▶ Assigned task
In the entries below, find the string "TaskRecord" and return each line holding it.

[Start of Attachment]

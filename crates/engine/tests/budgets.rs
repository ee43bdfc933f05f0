use chrono::{Datelike, NaiveDate};
use sea_orm::Database;

use engine::{BudgetSettings, CategoryKind, Engine, EngineError, IncomeExpenseDraft};
use migration::MigratorTrait;
use uuid::Uuid;

async fn test_engine() -> Engine {
    let db = Database::connect("sqlite::memory:").await.unwrap();
    migration::Migrator::up(&db, None).await.unwrap();
    Engine::builder().database(db).build().await.unwrap()
}

fn date(year: i32, month: u32, day: u32) -> NaiveDate {
    NaiveDate::from_ymd_opt(year, month, day).unwrap()
}

fn settings(amount: f64, rollover_enabled: bool, rollover_cap: f64) -> BudgetSettings {
    BudgetSettings {
        amount,
        rollover_enabled,
        rollover_cap,
        alert_thresholds: vec![50.0, 90.0],
    }
}

async fn spend(engine: &Engine, category_id: Uuid, asset_id: Uuid, amount: f64, date: NaiveDate) {
    engine
        .create_income_expense(IncomeExpenseDraft {
            kind: CategoryKind::Expenses,
            particulars: "spend".to_string(),
            amount,
            date,
            asset_id,
            category_id,
            ledgers: Vec::new(),
            location: None,
            receipt: None,
        })
        .await
        .unwrap();
}

#[tokio::test]
async fn report_includes_spent_and_capped_rollover() {
    let engine = test_engine().await;
    let asset = engine.create_asset("Cash", "💶", 0.0).await.unwrap();
    let food = engine
        .create_category("Food", "🍜", "#ff0000", CategoryKind::Expenses)
        .await
        .unwrap();

    // January: 100 budgeted, 40 spent. February: rollover capped at 50%.
    engine
        .create_budget(food.id, 2026, 0, settings(100.0, true, 50.0))
        .await
        .unwrap();
    engine
        .create_budget(food.id, 2026, 1, settings(100.0, true, 50.0))
        .await
        .unwrap();
    spend(&engine, food.id, asset.id, 40.0, date(2026, 1, 15)).await;
    spend(&engine, food.id, asset.id, 30.0, date(2026, 2, 3)).await;

    let reports = engine.list_budgets(2026, 1).await.unwrap();
    assert_eq!(reports.len(), 1);
    assert_eq!(reports[0].spent_amount, 30.0);
    assert_eq!(reports[0].rollover_amount, 50.0);
}

#[tokio::test]
async fn over_budget_previous_month_rolls_nothing_over() {
    let engine = test_engine().await;
    let asset = engine.create_asset("Cash", "💶", 0.0).await.unwrap();
    let food = engine
        .create_category("Food", "🍜", "#ff0000", CategoryKind::Expenses)
        .await
        .unwrap();

    engine
        .create_budget(food.id, 2026, 0, settings(100.0, true, 100.0))
        .await
        .unwrap();
    engine
        .create_budget(food.id, 2026, 1, settings(100.0, true, 100.0))
        .await
        .unwrap();
    spend(&engine, food.id, asset.id, 130.0, date(2026, 1, 15)).await;

    let reports = engine.list_budgets(2026, 1).await.unwrap();
    assert_eq!(reports[0].rollover_amount, 0.0);
}

#[tokio::test]
async fn rollover_disabled_or_no_previous_budget_carries_nothing() {
    let engine = test_engine().await;
    let food = engine
        .create_category("Food", "🍜", "#ff0000", CategoryKind::Expenses)
        .await
        .unwrap();

    // No January budget at all.
    engine
        .create_budget(food.id, 2026, 1, settings(100.0, true, 100.0))
        .await
        .unwrap();
    let reports = engine.list_budgets(2026, 1).await.unwrap();
    assert_eq!(reports[0].rollover_amount, 0.0);

    // Previous budget present but rollover disabled on the current one.
    engine
        .create_budget(food.id, 2026, 2, settings(100.0, false, 100.0))
        .await
        .unwrap();
    let reports = engine.list_budgets(2026, 2).await.unwrap();
    assert_eq!(reports[0].rollover_amount, 0.0);
}

#[tokio::test]
async fn one_active_budget_per_category_and_period() {
    let engine = test_engine().await;
    let food = engine
        .create_category("Food", "🍜", "#ff0000", CategoryKind::Expenses)
        .await
        .unwrap();

    let budget = engine
        .create_budget(food.id, 2026, 4, settings(100.0, false, 100.0))
        .await
        .unwrap();
    let err = engine
        .create_budget(food.id, 2026, 4, settings(200.0, false, 100.0))
        .await
        .unwrap_err();
    assert!(matches!(err, EngineError::ExistingKey(_)));

    // Deactivation releases the slot.
    engine.delete_budget(budget.id).await.unwrap();
    engine
        .create_budget(food.id, 2026, 4, settings(200.0, false, 100.0))
        .await
        .unwrap();
    let reports = engine.list_budgets(2026, 4).await.unwrap();
    assert_eq!(reports.len(), 1);
    assert_eq!(reports[0].budget.amount, 200.0);
}

#[tokio::test]
async fn budget_requires_an_expenses_category() {
    let engine = test_engine().await;
    let salary = engine
        .create_category("Salary", "💰", "#00ff00", CategoryKind::Income)
        .await
        .unwrap();

    let err = engine
        .create_budget(salary.id, 2026, 0, settings(100.0, false, 100.0))
        .await
        .unwrap_err();
    assert!(matches!(err, EngineError::InvalidInput(_)));
}

#[tokio::test]
async fn month_outside_zero_to_eleven_is_rejected() {
    let engine = test_engine().await;
    let food = engine
        .create_category("Food", "🍜", "#ff0000", CategoryKind::Expenses)
        .await
        .unwrap();

    for month in [-1, 12] {
        let err = engine
            .create_budget(food.id, 2026, month, settings(100.0, false, 100.0))
            .await
            .unwrap_err();
        assert!(matches!(err, EngineError::InvalidInput(_)));
        let err = engine.list_budgets(2026, month).await.unwrap_err();
        assert!(matches!(err, EngineError::InvalidInput(_)));
    }
}

#[tokio::test]
async fn update_changes_settings_in_place() {
    let engine = test_engine().await;
    let food = engine
        .create_category("Food", "🍜", "#ff0000", CategoryKind::Expenses)
        .await
        .unwrap();

    let budget = engine
        .create_budget(food.id, 2026, 6, settings(100.0, false, 100.0))
        .await
        .unwrap();
    let updated = engine
        .update_budget(budget.id, settings(250.0, true, 30.0))
        .await
        .unwrap();
    assert_eq!(updated.id, budget.id);
    assert_eq!(updated.amount, 250.0);
    assert!(updated.rollover_enabled);
    assert_eq!(updated.rollover_cap, 30.0);

    let err = engine
        .update_budget(Uuid::new_v4(), settings(1.0, false, 100.0))
        .await
        .unwrap_err();
    assert!(matches!(err, EngineError::KeyNotFound(_)));
}

#[tokio::test]
async fn year_months_span_from_first_budget_to_next_month() {
    let engine = test_engine().await;
    let today = chrono::Utc::now().date_naive();

    // With no budgets: the current and the next month.
    let pairs = engine.budget_year_months().await.unwrap();
    assert_eq!(pairs.len(), 2);
    assert_eq!(pairs[0], (today.year(), today.month() as i32 - 1));

    let food = engine
        .create_category("Food", "🍜", "#ff0000", CategoryKind::Expenses)
        .await
        .unwrap();
    engine
        .create_budget(food.id, 2026, 0, settings(100.0, false, 100.0))
        .await
        .unwrap();

    // Budget periods do not matter, only the creation month.
    let pairs = engine.budget_year_months().await.unwrap();
    assert_eq!(pairs.len(), 2);
    assert_eq!(pairs[0], (today.year(), today.month() as i32 - 1));
}
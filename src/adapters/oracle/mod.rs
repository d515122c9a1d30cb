//! Oracle adapters: the completion client, the prompt-driven oracle built on
//! it, and test doubles for both.

mod llm_oracle;
mod mock_oracle;
mod openrouter;
pub mod prompts;
mod scripted;

pub use llm_oracle::{parse_json_object, strip_code_fences, LlmOracle};
pub use mock_oracle::{MockOracle, OracleCall};
pub use openrouter::{OpenRouterClient, OpenRouterConfig, DEFAULT_BASE_URL};
pub use prompts::PromptProfile;
pub use scripted::ScriptedCompletionClient;
//! Prompt texts for the language-model oracle.

use crate::domain::extraction::ExtractionResult;
use crate::domain::projects::ProjectDirectory;
use crate::domain::resolver::TaskRecord;

/// Records beyond this are left out of answer prompts.
pub const ANSWER_CONTEXT_LIMIT: usize = 500;
/// Validator context is smaller; it carries full JSON per record.
pub const VALIDATOR_CONTEXT_LIMIT: usize = 300;

const EXTRACT_SYSTEM: &str = "You are a task extraction engine. The user writes in Russian or \
English about tasks, updates to existing tasks, and reminders. The message may be forwarded or \
addressed to someone else; extract the tasks anyway. Return ONLY one JSON object matching the \
schema, with no markdown and no commentary. Dates are ISO 8601. Missing values are null or empty \
arrays. If information required to act is missing, add short clarifying questions in the input \
language. Always fill meta.intents with an ordered list of objects whose `type` is one of: \
clarify, create, update, move, status, reminder, query. A message may contain several requests; \
extract all of them.";

const EXTRACT_INSTRUCTIONS: &str = "Fill tasks_new, tasks_updates, reminders, \
clarifying_questions and meta.\n\
QUERY vs CREATE: asking to find, show or list existing tasks is a `query` intent and must not fill \
tasks_new. For a query intent add `question` and `filters` with optional keys: \
time.due (today|tomorrow|overdue|this_week|next_week), time.due_on (YYYY-MM-DD), \
project.names [string], labels.include / labels.exclude [string], \
priority.in [low|medium|high|urgent], text.contains [string].\n\
Changing an existing task fills tasks_updates; extra information goes to changes.description and \
is appended to the task. Reminder requests fill reminders.\n\
tasks_new.project is always null; never ask about projects.\n\
direction is `to_me` when the speaker will do the task and `from_me` when it is assigned to a \
named third person. If unclear, leave it null and ask; if still unclear, use `to_me`.\n\
Infer 1-5 short lowercase labels per task when sensible.";

const SCHEMA_HINT: &str = r#"{
  "tasks_new": [{"title": "string", "body": "string|null", "created_at": "ISO 8601",
    "project": null, "labels": ["string"], "priority": "low|medium|high|urgent|null",
    "deadline": "ISO 8601|null", "direction": "from_me|to_me|null", "source_text": "string"}],
  "tasks_updates": [{"target": "task id, url or title", "changes": {
    "status": "todo|in_progress|blocked|done|null", "title": "string|null",
    "description": "string|null", "priority": "low|medium|high|urgent|null",
    "labels_add": ["string"], "labels_remove": ["string"], "assignee": "string|null",
    "deadline": "ISO 8601|null", "project": "string|null"}, "source_text": "string"}],
  "reminders": [{"title": "string", "at": "ISO 8601|null", "offset": "PT15M|null",
    "repeat": "none|daily|weekly|monthly|null", "source_text": "string"}],
  "clarifying_questions": ["string"],
  "meta": {"language": "ru|en", "parsed_at": "ISO 8601", "confidence": 0.0, "intents": []}
}"#;

const REFINE_INSTRUCTIONS: &str = "You get the original input, the CURRENT JSON extraction and \
the user's free-form corrections. Apply every requested change: a new time updates the deadline, \
extra details are appended to the body. Keep unspecified fields and the same schema. Return ONLY \
the full corrected JSON object.";

pub const VALIDATOR_SYSTEM: &str = "Return ONLY the full corrected JSON object. No prose.";

pub const ANSWER_SYSTEM: &str =
    "Answer concisely in the language of the question. No markdown.";

pub const ANSWER_VALIDATOR_SYSTEM: &str = "Return ONLY the final answer text. No markdown.";

pub const REFUSAL_SYSTEM: &str = "You are a spooky guardian AI. Answer in the user's language.";

pub const PERSONALIZE_SYSTEM: &str = "Be creative but concise.";

/// Identity and user details appended to the extraction system prompt.
#[derive(Debug, Clone, Default)]
pub struct PromptProfile {
    pub agent_role: Option<String>,
    pub user_name: Option<String>,
    pub user_role: Option<String>,
    pub timezone: Option<String>,
    /// Free-form profile, typically JSON.
    pub user_profile: Option<String>,
}

impl PromptProfile {
    pub fn system_prompt(&self) -> String {
        let mut sections = Vec::new();
        if let Some(role) = &self.agent_role {
            sections.push(format!("AGENT ROLE: {role}"));
        }
        let profile: Vec<String> = [
            ("name", &self.user_name),
            ("role", &self.user_role),
            ("timezone", &self.timezone),
            ("extra", &self.user_profile),
        ]
        .into_iter()
        .filter_map(|(key, value)| value.as_ref().map(|v| format!("{key}={v}")))
        .collect();
        if !profile.is_empty() {
            sections.push(format!("USER PROFILE: {}", profile.join("; ")));
        }

        if sections.is_empty() {
            EXTRACT_SYSTEM.to_string()
        } else {
            format!("{EXTRACT_SYSTEM}\n\n{}", sections.join("\n"))
        }
    }
}

fn to_json<T: serde::Serialize>(value: &T) -> String {
    serde_json::to_string(value).unwrap_or_else(|_| "{}".to_string())
}

pub fn extract_prompt(text: &str) -> String {
    format!("{EXTRACT_INSTRUCTIONS}\n\nSCHEMA:\n{SCHEMA_HINT}\n\nTEXT:\n{text}")
}

pub fn refine_prompt(original: &str, current: &ExtractionResult, corrections: &str) -> String {
    format!(
        "REFINE INSTRUCTIONS:\n{REFINE_INSTRUCTIONS}\n\nORIGINAL INPUT:\n{original}\n\n\
         CURRENT JSON:\n{}\n\nUSER CORRECTIONS:\n{corrections}\n",
        to_json(current)
    )
}

pub fn validate_prompt(original: &str, candidate: &ExtractionResult) -> String {
    format!(
        "You are a strict validator. Given ORIGINAL INPUT and CANDIDATE JSON, check faithfulness, \
         missing required fields and inconsistent dates, priorities or projects, and return ONLY \
         the corrected full JSON.\n\nORIGINAL INPUT:\n{original}\n\nCANDIDATE JSON:\n{}",
        to_json(candidate)
    )
}

fn shorten(text: &str, max_chars: usize) -> String {
    if text.chars().count() <= max_chars {
        return text.to_string();
    }
    let mut short: String = text.chars().take(max_chars.saturating_sub(1)).collect();
    short.push('…');
    short
}

/// One compact line per record.
pub fn answer_context(records: &[TaskRecord], projects: &ProjectDirectory) -> String {
    records
        .iter()
        .take(ANSWER_CONTEXT_LIMIT)
        .map(|record| {
            let project = record
                .project_id
                .as_deref()
                .and_then(|id| projects.name_for(id))
                .unwrap_or("");
            format!(
                "- id={} | project={} | prio={} | labels=[{}] | due={} | title={} | desc={}",
                record.id,
                project,
                record.priority.map(|p| p.to_string()).unwrap_or_default(),
                record.labels.join(", "),
                record.due_value().unwrap_or(""),
                shorten(&record.content, 160),
                shorten(&record.description, 120),
            )
        })
        .collect::<Vec<_>>()
        .join("\n")
}

pub fn answer_prompt(
    question: &str,
    records: &[TaskRecord],
    projects: &ProjectDirectory,
    timezone: &str,
) -> String {
    let timezone = if timezone.trim().is_empty() { "UTC" } else { timezone };
    format!(
        "You answer questions about the user's tasks. Use ONLY the TASKS CONTEXT. If unsure, say \
         so briefly. Answer concisely in the language of the question.\n\n\
         USER TIMEZONE: {timezone}\n\nQUESTION:\n{question}\n\n\
         TASKS CONTEXT (active tasks):\n{}\n",
        answer_context(records, projects)
    )
}

pub fn validate_answer_prompt(question: &str, records: &[TaskRecord], draft: &str) -> String {
    let context = records
        .iter()
        .take(VALIDATOR_CONTEXT_LIMIT)
        .map(to_json)
        .collect::<Vec<_>>()
        .join("\n");
    format!(
        "Given QUESTION, TASKS JSON CONTEXT and DRAFT ANSWER, verify the facts and fix numbers or \
         lists if needed. Return ONLY the corrected answer text.\n\nQUESTION:\n{question}\n\n\
         DRAFT ANSWER:\n{draft}\n\nTASKS JSON CONTEXT:\n{context}\n"
    )
}

pub fn refusal_prompt(user_name: &str) -> String {
    format!(
        "A stranger named '{user_name}' tried to use your owner's assistant. Write a short, eerie \
         but funny message telling them to leave. Say this place is not for them."
    )
}

pub fn personalize_prompt(
    role: &str,
    message: &str,
    context: &str,
    user_name: Option<&str>,
) -> String {
    let mut prompt = format!(
        "You are {role}. Rewrite the following message in your own voice. Keep it to one or two \
         sentences.\n\nOriginal message: {message}\n"
    );
    if !context.is_empty() {
        prompt.push_str(&format!("Context: {context}\n"));
    }
    if let Some(name) = user_name {
        prompt.push_str(&format!("User name: {name}\n"));
    }
    prompt
}
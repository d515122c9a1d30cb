//! Inline button payloads and keyboards.

use serde::{Deserialize, Serialize};

const PREVIEW_CONFIRM: &str = "preview:confirm";
const PREVIEW_EDIT: &str = "preview:edit";
const PREVIEW_CANCEL: &str = "preview:cancel";
const CLARIFY_PROJECT_PREFIX: &str = "clarify:project:";

/// A button press decoded from its callback data.
#[derive(Debug, Clone, PartialEq, Eq)]
pub enum CallbackAction {
    PreviewConfirm,
    PreviewEdit,
    PreviewCancel,
    /// `None` is the "skip" button.
    ClarifyProject(Option<String>),
}

impl CallbackAction {
    pub fn to_data(&self) -> String {
        match self {
            CallbackAction::PreviewConfirm => PREVIEW_CONFIRM.to_string(),
            CallbackAction::PreviewEdit => PREVIEW_EDIT.to_string(),
            CallbackAction::PreviewCancel => PREVIEW_CANCEL.to_string(),
            CallbackAction::ClarifyProject(name) => {
                format!("{CLARIFY_PROJECT_PREFIX}{}", name.as_deref().unwrap_or(""))
            }
        }
    }

    /// Decodes callback data; unknown payloads yield `None`.
    pub fn parse(data: &str) -> Option<Self> {
        match data.trim() {
            PREVIEW_CONFIRM => Some(CallbackAction::PreviewConfirm),
            PREVIEW_EDIT => Some(CallbackAction::PreviewEdit),
            PREVIEW_CANCEL => Some(CallbackAction::PreviewCancel),
            other => other.strip_prefix(CLARIFY_PROJECT_PREFIX).map(|name| {
                let name = name.trim();
                CallbackAction::ClarifyProject((!name.is_empty()).then(|| name.to_string()))
            }),
        }
    }

    /// Preview buttons act on a pending result; clarification buttons on the
    /// accumulated input.
    pub fn is_preview_action(&self) -> bool {
        !matches!(self, CallbackAction::ClarifyProject(_))
    }
}

#[derive(Debug, Clone, PartialEq, Eq, Serialize, Deserialize)]
pub struct Button {
    pub label: String,
    pub data: String,
}

impl Button {
    pub fn new(label: impl Into<String>, action: &CallbackAction) -> Self {
        Self {
            label: label.into(),
            data: action.to_data(),
        }
    }
}

/// Rows of inline buttons.
#[derive(Debug, Clone, Default, PartialEq, Eq, Serialize, Deserialize)]
pub struct Keyboard {
    pub rows: Vec<Vec<Button>>,
}

impl Keyboard {
    pub fn row(mut self, buttons: Vec<Button>) -> Self {
        self.rows.push(buttons);
        self
    }

    pub fn buttons(&self) -> impl Iterator<Item = &Button> {
        self.rows.iter().flatten()
    }

    /// Confirm on the first row, edit and cancel on the second.
    pub fn preview() -> Self {
        Keyboard::default()
            .row(vec![Button::new("Confirm", &CallbackAction::PreviewConfirm)])
            .row(vec![
                Button::new("Edit", &CallbackAction::PreviewEdit),
                Button::new("Cancel", &CallbackAction::PreviewCancel),
            ])
    }

    /// One row per project plus a trailing skip button.
    pub fn project_choice<'a>(names: impl IntoIterator<Item = &'a str>) -> Self {
        let keyboard = names.into_iter().fold(Keyboard::default(), |kb, name| {
            kb.row(vec![Button::new(
                name,
                &CallbackAction::ClarifyProject(Some(name.to_string())),
            )])
        });
        keyboard.row(vec![Button::new("Skip", &CallbackAction::ClarifyProject(None))])
    }
}

#[cfg(test)]
mod tests {
    use super::*;

    #[test]
    fn preview_actions_use_fixed_payloads() {
        assert_eq!(CallbackAction::PreviewConfirm.to_data(), "preview:confirm");
        assert_eq!(
            CallbackAction::parse("preview:cancel"),
            Some(CallbackAction::PreviewCancel)
        );
    }

    #[test]
    fn project_payload_carries_name() {
        assert_eq!(
            CallbackAction::parse("clarify:project:Home"),
            Some(CallbackAction::ClarifyProject(Some("Home".into())))
        );
    }

    #[test]
    fn empty_project_payload_means_skip() {
        assert_eq!(
            CallbackAction::parse("clarify:project:"),
            Some(CallbackAction::ClarifyProject(None))
        );
        assert_eq!(CallbackAction::ClarifyProject(None).to_data(), "clarify:project:");
    }

    #[test]
    fn unknown_payload_is_rejected() {
        assert_eq!(CallbackAction::parse("menu:open"), None);
    }

    #[test]
    fn project_keyboard_ends_with_skip() {
        let keyboard = Keyboard::project_choice(["Work", "Home"]);
        let data: Vec<&str> = keyboard.buttons().map(|b| b.data.as_str()).collect();
        assert_eq!(
            data,
            vec!["clarify:project:Work", "clarify:project:Home", "clarify:project:"]
        );
    }

    #[test]
    fn preview_keyboard_has_three_actions() {
        let actions: Vec<_> = Keyboard::preview()
            .buttons()
            .filter_map(|b| CallbackAction::parse(&b.data))
            .collect();
        assert_eq!(
            actions,
            vec![
                CallbackAction::PreviewConfirm,
                CallbackAction::PreviewEdit,
                CallbackAction::PreviewCancel
            ]
        );
    }
}
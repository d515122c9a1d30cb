//! In-memory adapters for tests and local runs.

mod chat;
mod task_store;

pub use chat::{RecordingChat, SentMessage};
pub use task_store::{InMemoryTaskStore, StoreCall};
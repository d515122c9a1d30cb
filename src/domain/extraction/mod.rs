//! Extraction module - structured operations produced from free-form input.
//!
//! An [`ExtractionResult`] is what the language model returns for a message:
//! new tasks, updates to existing tasks, reminders, clarifying questions and
//! metadata (including query intents). The types deserialize leniently since
//! model output is only loosely schema-conformant.

mod edit;
mod keywords;
mod query;
mod result;

pub use edit::{EditError, EditableField, FieldEdit, TaskFieldEdit};
pub use keywords::{Direction, Priority, RepeatRule, TaskStatus};
pub use query::{QueryFilters, QueryIntent, TaskQuery};
pub use result::{ExtractionResult, Meta, NewTask, Reminder, TaskChanges, TaskUpdate};
//! Mock oracle for testing handlers without prompts or JSON.
//!
//! Each operation has its own queue. An empty queue fails the call with
//! `Malformed`, except the validators and `personalize`, which report
//! `Disabled` like an oracle without a validator model or persona.

use async_trait::async_trait;
use std::collections::VecDeque;
use std::sync::{Arc, Mutex};

use crate::domain::extraction::ExtractionResult;
use crate::domain::projects::ProjectDirectory;
use crate::domain::resolver::TaskRecord;
use crate::ports::{Oracle, OracleError};

#[derive(Debug, Default)]
struct Script {
    extractions: VecDeque<ExtractionResult>,
    refinements: VecDeque<ExtractionResult>,
    validations: VecDeque<ExtractionResult>,
    answers: VecDeque<String>,
    personalized: VecDeque<String>,
}

/// One recorded oracle call.
#[derive(Debug, Clone, PartialEq, Eq)]
pub enum OracleCall {
    Extract(String),
    Refine { original: String, corrections: String },
    Validate(String),
    Answer { question: String, records: usize },
    ValidateAnswer(String),
    Refusal(String),
    Personalize(String),
}

#[derive(Debug, Clone, Default)]
pub struct MockOracle {
    script: Arc<Mutex<Script>>,
    calls: Arc<Mutex<Vec<OracleCall>>>,
}

impl MockOracle {
    pub fn new() -> Self {
        Self::default()
    }

    fn script(&self, f: impl FnOnce(&mut Script)) {
        if let Ok(mut script) = self.script.lock() {
            f(&mut script);
        }
    }

    pub fn with_extraction(self, result: ExtractionResult) -> Self {
        self.script(|s| s.extractions.push_back(result));
        self
    }

    pub fn with_refinement(self, result: ExtractionResult) -> Self {
        self.script(|s| s.refinements.push_back(result));
        self
    }

    pub fn with_validation(self, result: ExtractionResult) -> Self {
        self.script(|s| s.validations.push_back(result));
        self
    }

    pub fn with_answer(self, answer: impl Into<String>) -> Self {
        let answer = answer.into();
        self.script(|s| s.answers.push_back(answer));
        self
    }

    pub fn with_personalized(self, text: impl Into<String>) -> Self {
        let text = text.into();
        self.script(|s| s.personalized.push_back(text));
        self
    }

    pub fn calls(&self) -> Vec<OracleCall> {
        self.calls.lock().map(|c| c.clone()).unwrap_or_default()
    }

    fn record(&self, call: OracleCall) {
        if let Ok(mut calls) = self.calls.lock() {
            calls.push(call);
        }
    }

    fn pop<T>(&self, pick: impl FnOnce(&mut Script) -> Option<T>) -> Option<T> {
        self.script.lock().ok().and_then(|mut s| pick(&mut s))
    }
}

#[async_trait]
impl Oracle for MockOracle {
    async fn extract(&self, text: &str) -> Result<ExtractionResult, OracleError> {
        self.record(OracleCall::Extract(text.to_string()));
        self.pop(|s| s.extractions.pop_front())
            .ok_or_else(|| OracleError::malformed("no scripted extraction"))
    }

    async fn refine(
        &self,
        original: &str,
        _current: &ExtractionResult,
        corrections: &str,
    ) -> Result<ExtractionResult, OracleError> {
        self.record(OracleCall::Refine {
            original: original.to_string(),
            corrections: corrections.to_string(),
        });
        self.pop(|s| s.refinements.pop_front())
            .ok_or_else(|| OracleError::malformed("no scripted refinement"))
    }

    async fn validate(
        &self,
        original: &str,
        _candidate: &ExtractionResult,
    ) -> Result<ExtractionResult, OracleError> {
        self.record(OracleCall::Validate(original.to_string()));
        self.pop(|s| s.validations.pop_front())
            .ok_or(OracleError::Disabled("validator"))
    }

    async fn answer(
        &self,
        question: &str,
        records: &[TaskRecord],
        _projects: &ProjectDirectory,
        _timezone: &str,
    ) -> Result<String, OracleError> {
        self.record(OracleCall::Answer {
            question: question.to_string(),
            records: records.len(),
        });
        self.pop(|s| s.answers.pop_front())
            .ok_or_else(|| OracleError::malformed("no scripted answer"))
    }

    async fn validate_answer(
        &self,
        question: &str,
        _records: &[TaskRecord],
        _draft: &str,
    ) -> Result<String, OracleError> {
        self.record(OracleCall::ValidateAnswer(question.to_string()));
        Err(OracleError::Disabled("validator"))
    }

    async fn refusal(&self, user_name: &str) -> Result<String, OracleError> {
        self.record(OracleCall::Refusal(user_name.to_string()));
        Err(OracleError::malformed("no scripted refusal"))
    }

    async fn personalize(&self, message: &str, _context: &str) -> Result<String, OracleError> {
        self.record(OracleCall::Personalize(message.to_string()));
        self.pop(|s| s.personalized.pop_front())
            .ok_or(OracleError::Disabled("personalization"))
    }
}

[End of Attachment]

▶ Written response
use crate::domain::resolver::TaskRecord;
pub fn answer_context(records: &[TaskRecord], projects: &ProjectDirectory) -> String {
    records: &[TaskRecord],
pub fn validate_answer_prompt(question: &str, records: &[TaskRecord], draft: &str) -> String {
use crate::domain::resolver::TaskRecord;
        records: &[TaskRecord],
        _records: &[TaskRecord],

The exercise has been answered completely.